Problem description —
Only a number is expected: how many lines in the data below contain the word "SdfScene".

Exercise inputs —
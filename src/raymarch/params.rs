//! Per-camera ray marching parameters

use bytemuck::{Pod, Zeroable};
use glam::Vec3;

use crate::core::camera::Camera;
use crate::raymarch::{tile_counts, INITIAL_PIXEL_MIP, MARCHING_TILE_SIZE};
use crate::sdf::generation::LoadedScene;
use crate::sdf::{SCENE_MIP_COUNT, SDF_SUPREMUM};

/// Layout must match `RayMarchParams` in `ray_marching.wgsl`
#[repr(C)]
#[derive(Clone, Copy, Debug, Default, PartialEq, Pod, Zeroable)]
pub struct RayMarchParams {
    pub near_origin: [f32; 4],
    pub near_du: [f32; 4],
    pub near_dv: [f32; 4],
    /// Scene-space camera position, pixel aperture in `w`
    pub camera: [f32; 4],
    /// Mip-0 texels per axis, mip count in `w`
    pub scene_size: [u32; 4],
    /// Sweep factor, `1 - sweep`, pause threshold, tile aperture
    pub tile: [f32; 4],
    /// Max steps, initial pixel mip
    pub limits: [u32; 4],
    /// Width, height, tile columns, tile rows
    pub screen: [u32; 4],
    /// Near, far, world units per scene unit
    pub depth: [f32; 4],
    pub view_forward: [f32; 4],
}

const _: () = assert!(std::mem::size_of::<RayMarchParams>() == 160);

/// Cone aperture of a tile ray: the pixel aperture widened to the tile's
/// half diagonal
pub fn tile_aperture(pixel_aperture: f32) -> f32 {
    pixel_aperture * MARCHING_TILE_SIZE as f32 * std::f32::consts::FRAC_1_SQRT_2
}

/// Step scale that keeps a cone of `aperture` inside the clearance sphere
pub fn sweep_factor(aperture: f32) -> f32 {
    1.0 / (1.0 + aperture)
}

impl RayMarchParams {
    pub fn new(camera: &Camera, scene: &LoadedScene, width: u32, height: u32, max_steps: u32) -> Self {
        let to_scene = |p: Vec3| (p - scene.origin) / scene.grid_size;
        let near = camera.near_plane();
        let origin = to_scene(near.origin);
        let du = near.du / scene.grid_size;
        let dv = near.dv / scene.grid_size;
        let eye = to_scene(camera.position);

        let pixel_aperture = camera.pixel_aperture(height);
        let aperture = tile_aperture(pixel_aperture);
        let sweep = sweep_factor(aperture);
        let (tiles_x, tiles_y) = tile_counts(width, height);

        Self {
            near_origin: origin.extend(0.0).to_array(),
            near_du: du.extend(0.0).to_array(),
            near_dv: dv.extend(0.0).to_array(),
            camera: eye.extend(pixel_aperture).to_array(),
            scene_size: [scene.size.x, scene.size.y, scene.size.z, SCENE_MIP_COUNT],
            tile: [sweep, 1.0 - sweep, SDF_SUPREMUM * 0.25, aperture],
            limits: [max_steps, INITIAL_PIXEL_MIP, 0, 0],
            screen: [width, height, tiles_x, tiles_y],
            depth: [camera.near, camera.far, scene.grid_size, 0.0],
            view_forward: camera.forward().extend(0.0).to_array(),
        }
    }
}
//! Parameter block shared by the generation kernels

use bytemuck::{Pod, Zeroable};

use crate::sdf::reference::CullRadii;
use crate::sdf::scene::SdfScene;
use crate::sdf::{MAX_BRUSH_PER_MAT_VOLUME_GRID, SCENE_MIP_COUNT};

/// Layout must match `GenerationParams` in `sdf_generation.wgsl`
#[repr(C)]
#[derive(Clone, Copy, Debug, Default, PartialEq, Pod, Zeroable)]
pub struct SdfGenerationParams {
    /// Mip-0 texels per axis, mip count in `w`
    pub scene_size: [u32; 4],
    /// Material cells per axis at mip 0, brush count in `w`
    pub mat_size: [u32; 4],
    /// Tile radius, cell radius and world supremum, all in world units
    pub cull_radius: [f32; 4],
    /// Volume origin in `xyz`, world units per texel in `w`
    pub scene_to_world: [f32; 4],
    /// Brush-index capacity, brushes kept per cell
    pub limits: [u32; 4],
}

const _: () = assert!(std::mem::size_of::<SdfGenerationParams>() == 80);

impl SdfGenerationParams {
    pub fn new(scene: &SdfScene, brush_count: u32, brush_index_capacity: u32) -> Self {
        let radii = CullRadii::for_grid_size(scene.grid_size);
        let mat = scene.material_size();
        Self {
            scene_size: [scene.size.x, scene.size.y, scene.size.z, SCENE_MIP_COUNT],
            mat_size: [mat.x, mat.y, mat.z, brush_count],
            cull_radius: [radii.tile, radii.grid, scene.world_space_supremum(), 0.0],
            scene_to_world: [scene.origin.x, scene.origin.y, scene.origin.z, scene.grid_size],
            limits: [brush_index_capacity, MAX_BRUSH_PER_MAT_VOLUME_GRID, 0, 0],
        }
    }
}
//! antares - GPU signed-distance-field renderer with a particle-in-cell fluid

pub mod core;
pub mod math;
pub mod render;
pub mod sdf;
pub mod raymarch;
pub mod fluid;
pub mod frame;
pub mod scene;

Solution below —
2